_Problem_.
Reproduce all the entries, matching the original word for word.

_Provided data_.
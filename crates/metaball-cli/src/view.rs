//! `metaball view`: subscribe to a publisher and print the newest pose and
//! force until Ctrl-C.

use std::sync::Arc;
use std::sync::atomic::{AtomicBool, Ordering};

use colored::Colorize;
use metaball_middleware::TelemetrySubscriber;
use metaball_types::{MetaballError, TelemetryMessage};

pub fn execute(address: &str, timeout_ms: u64) -> Result<(), MetaballError> {
    let stop = Arc::new(AtomicBool::new(false));
    crate::install_ctrlc(Arc::clone(&stop));
    let runtime = crate::build_runtime()?;
    runtime.block_on(watch(address, timeout_ms, stop))
}

async fn watch(address: &str, timeout_ms: u64, stop: Arc<AtomicBool>) -> Result<(), MetaballError> {
    let mut subscriber = TelemetrySubscriber::connect(address, timeout_ms).await?;
    println!(
        "  Subscribed to {} (timeout {} ms)\n",
        subscriber.endpoint().to_string().bold(),
        subscriber.timeout_ms()
    );

    let mut received = 0u64;
    let mut timeouts = 0u64;
    while !stop.load(Ordering::SeqCst) {
        match subscriber.receive().await {
            Ok(msg) => {
                received += 1;
                println!("{}", format_message(&msg));
            }
            Err(MetaballError::Timeout(ms)) => {
                timeouts += 1;
                println!("  {}", format!("no telemetry within {ms} ms").yellow());
            }
            Err(e) => return Err(e),
        }
    }
    println!("\n  {} {} message(s), {} timeout(s)", "✓".green().bold(), received, timeouts);
    Ok(())
}

fn format_vec(values: &[f32]) -> String {
    let parts: Vec<String> = values.iter().map(|v| format!("{v:>9.3}")).collect();
    format!("[{}]", parts.join(","))
}

/// One line per message: pose, the first six force components, and sizes.
pub fn format_message(msg: &TelemetryMessage) -> String {
    let force = &msg.force[..msg.force.len().min(6)];
    format!(
        "  t={:.3} pose={} force={} node={} img={}B",
        msg.timestamp,
        format_vec(&msg.pose),
        format_vec(force),
        msg.node.len(),
        msg.image.len()
    )
}

#[cfg(test)]
mod tests {
    use super::*;

    #[test]
    fn formats_pose_force_and_sizes() {
        let msg = TelemetryMessage {
            timestamp: 12.5,
            image: vec![0xFF, 0xD8, 0xFF, 0xD9],
            pose: vec![1.0, -2.0, 3.25, 0.0, 0.0, 0.5],
            force: vec![0.1, 0.2, 0.3, 0.4, 0.5, 0.6, 9.0],
            node: vec![0.0; 1800],
        };
        let line = format_message(&msg);
        assert!(line.contains("t=12.500"));
        assert!(line.contains("    3.250"));
        assert!(line.contains("   -2.000"));
        assert!(!line.contains("9.000"), "only six force components are shown");
        assert!(line.contains("node=1800"));
        assert!(line.ends_with("img=4B"));
    }

    #[test]
    fn empty_vectors_render() {
        let msg = TelemetryMessage {
            timestamp: 0.0,
            image: Vec::new(),
            pose: Vec::new(),
            force: Vec::new(),
            node: Vec::new(),
        };
        assert_eq!(format_message(&msg), "  t=0.000 pose=[] force=[] node=0 img=0B");
    }

    #[test]
    fn bad_address_is_reported() {
        let err = execute("udp://127.0.0.1:1", 50).unwrap_err();
        assert!(matches!(err, MetaballError::Configuration(_)));
    }
}
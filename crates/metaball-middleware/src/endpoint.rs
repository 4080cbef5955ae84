//! `tcp://host:port` transport addresses.

use std::fmt;
use std::str::FromStr;

use metaball_types::MetaballError;

const SCHEME: &str = "tcp://";

/// A parsed transport address.  A host of `*` binds every interface.
#[derive(Debug, Clone, PartialEq, Eq)]
pub struct Endpoint {
    host: String,
    port: u16,
}

impl Endpoint {
    pub fn new(host: impl Into<String>, port: u16) -> Self {
        Self {
            host: host.into(),
            port,
        }
    }

    pub fn host(&self) -> &str {
        &self.host
    }

    pub fn port(&self) -> u16 {
        self.port
    }

    /// Address to hand to a listener.
    pub fn bind_addr(&self) -> String {
        let host: &str = if self.host == "*" { "0.0.0.0" } else { &self.host };
        join_host_port(host, self.port)
    }

    /// Address to dial.  `*` dials the local machine.
    pub fn connect_addr(&self) -> String {
        let host: &str = if self.host == "*" { "127.0.0.1" } else { &self.host };
        join_host_port(host, self.port)
    }
}

fn join_host_port(host: &str, port: u16) -> String {
    if host.contains(':') {
        format!("[{host}]:{port}")
    } else {
        format!("{host}:{port}")
    }
}

impl FromStr for Endpoint {
    type Err = MetaballError;

    fn from_str(s: &str) -> Result<Self, Self::Err> {
        let rest = s.strip_prefix(SCHEME).ok_or_else(|| {
            MetaballError::Configuration(format!(
                "unsupported transport address '{s}' (expected tcp://host:port)"
            ))
        })?;

        let (host, port) = rest.rsplit_once(':').ok_or_else(|| {
            MetaballError::Configuration(format!("missing port in address '{s}'"))
        })?;
        let host = host.trim_start_matches('[').trim_end_matches(']');
        if host.is_empty() {
            return Err(MetaballError::Configuration(format!(
                "missing host in address '{s}'"
            )));
        }
        let port = port.parse::<u16>().map_err(|e| {
            MetaballError::Configuration(format!("invalid port in address '{s}': {e}"))
        })?;

        Ok(Self::new(host, port))
    }
}

impl fmt::Display for Endpoint {
    fn fmt(&self, f: &mut fmt::Formatter<'_>) -> fmt::Result {
        write!(f, "{SCHEME}{}", join_host_port(&self.host, self.port))
    }
}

_Task solution_.
filename crates/metaball-cli/src/view.rs
//! `metaball view`: subscribe to a publisher and print the newest pose and
//! force until Ctrl-C.

use std::sync::Arc;
use std::sync::atomic::{AtomicBool, Ordering};

use colored::Colorize;
use metaball_middleware::TelemetrySubscriber;
use metaball_types::{MetaballError, TelemetryMessage};

pub fn execute(address: &str, timeout_ms: u64) -> Result<(), MetaballError> {
    let stop = Arc::new(AtomicBool::new(false));
    crate::install_ctrlc(Arc::clone(&stop));
    let runtime = crate::build_runtime()?;
    runtime.block_on(watch(address, timeout_ms, stop))
}

async fn watch(address: &str, timeout_ms: u64, stop: Arc<AtomicBool>) -> Result<(), MetaballError> {
    let mut subscriber = TelemetrySubscriber::connect(address, timeout_ms).await?;
    println!(
        "  Subscribed to {} (timeout {} ms)\n",
        subscriber.endpoint().to_string().bold(),
        subscriber.timeout_ms()
    );

    let mut received = 0u64;
    let mut timeouts = 0u64;
    while !stop.load(Ordering::SeqCst) {
        match subscriber.receive().await {
            Ok(msg) => {
                received += 1;
                println!("{}", format_message(&msg));
            }
            Err(MetaballError::Timeout(ms)) => {
                timeouts += 1;
                println!("  {}", format!("no telemetry within {ms} ms").yellow());
            }
            Err(e) => return Err(e),
        }
    }
    println!("\n  {} {} message(s), {} timeout(s)", "✓".green().bold(), received, timeouts);
    Ok(())
}

fn format_vec(values: &[f32]) -> String {
    let parts: Vec<String> = values.iter().map(|v| format!("{v:>9.3}")).collect();
    format!("[{}]", parts.join(","))
}

/// One line per message: pose, the first six force components, and sizes.
pub fn format_message(msg: &TelemetryMessage) -> String {
    let force = &msg.force[..msg.force.len().min(6)];
    format!(
        "  t={:.3} pose={} force={} node={} img={}B",
        msg.timestamp,
        format_vec(&msg.pose),
        format_vec(force),
        msg.node.len(),
        msg.image.len()
    )
}

#[cfg(test)]
mod tests {
    use super::*;

    #[test]
    fn formats_pose_force_and_sizes() {
        let msg = TelemetryMessage {
            timestamp: 12.5,
            image: vec![0xFF, 0xD8, 0xFF, 0xD9],
            pose: vec![1.0, -2.0, 3.25, 0.0, 0.0, 0.5],
            force: vec![0.1, 0.2, 0.3, 0.4, 0.5, 0.6, 9.0],
            node: vec![0.0; 1800],
        };
        let line = format_message(&msg);
        assert!(line.contains("t=12.500"));
        assert!(line.contains("    3.250"));
        assert!(line.contains("   -2.000"));
        assert!(!line.contains("9.000"), "only six force components are shown");
        assert!(line.contains("node=1800"));
        assert!(line.ends_with("img=4B"));
    }

    #[test]
    fn empty_vectors_render() {
        let msg = TelemetryMessage {
            timestamp: 0.0,
            image: Vec::new(),
            pose: Vec::new(),
            force: Vec::new(),
            node: Vec::new(),
        };
        assert_eq!(format_message(&msg), "  t=0.000 pose=[] force=[] node=0 img=0B");
    }

    #[test]
    fn bad_address_is_reported() {
        let err = execute("udp://127.0.0.1:1", 50).unwrap_err();
        assert!(matches!(err, MetaballError::Configuration(_)));
    }
}
filename crates/metaball-middleware/src/endpoint.rs
repository 4080cbef5955ae84
//! `tcp://host:port` transport addresses.

use std::fmt;
use std::str::FromStr;

use metaball_types::MetaballError;

const SCHEME: &str = "tcp://";

/// A parsed transport address.  A host of `*` binds every interface.
#[derive(Debug, Clone, PartialEq, Eq)]
pub struct Endpoint {
    host: String,
    port: u16,
}

impl Endpoint {
    pub fn new(host: impl Into<String>, port: u16) -> Self {
        Self {
            host: host.into(),
            port,
        }
    }

    pub fn host(&self) -> &str {
        &self.host
    }

    pub fn port(&self) -> u16 {
        self.port
    }

    /// Address to hand to a listener.
    pub fn bind_addr(&self) -> String {
        let host: &str = if self.host == "*" { "0.0.0.0" } else { &self.host };
        join_host_port(host, self.port)
    }

    /// Address to dial.  `*` dials the local machine.
    pub fn connect_addr(&self) -> String {
        let host: &str = if self.host == "*" { "127.0.0.1" } else { &self.host };
        join_host_port(host, self.port)
    }
}

fn join_host_port(host: &str, port: u16) -> String {
    if host.contains(':') {
        format!("[{host}]:{port}")
    } else {
        format!("{host}:{port}")
    }
}

impl FromStr for Endpoint {
    type Err = MetaballError;

    fn from_str(s: &str) -> Result<Self, Self::Err> {
        let rest = s.strip_prefix(SCHEME).ok_or_else(|| {
            MetaballError::Configuration(format!(
                "unsupported transport address '{s}' (expected tcp://host:port)"
            ))
        })?;

        let (host, port) = rest.rsplit_once(':').ok_or_else(|| {
            MetaballError::Configuration(format!("missing port in address '{s}'"))
        })?;
        let host = host.trim_start_matches('[').trim_end_matches(']');
        if host.is_empty() {
            return Err(MetaballError::Configuration(format!(
                "missing host in address '{s}'"
            )));
        }
        let port = port.parse::<u16>().map_err(|e| {
            MetaballError::Configuration(format!("invalid port in address '{s}': {e}"))
        })?;

        Ok(Self::new(host, port))
    }
}

impl fmt::Display for Endpoint {
    fn fmt(&self, f: &mut fmt::Formatter<'_>) -> fmt::Result {
        write!(f, "{SCHEME}{}", join_host_port(&self.host, self.port))
    }
}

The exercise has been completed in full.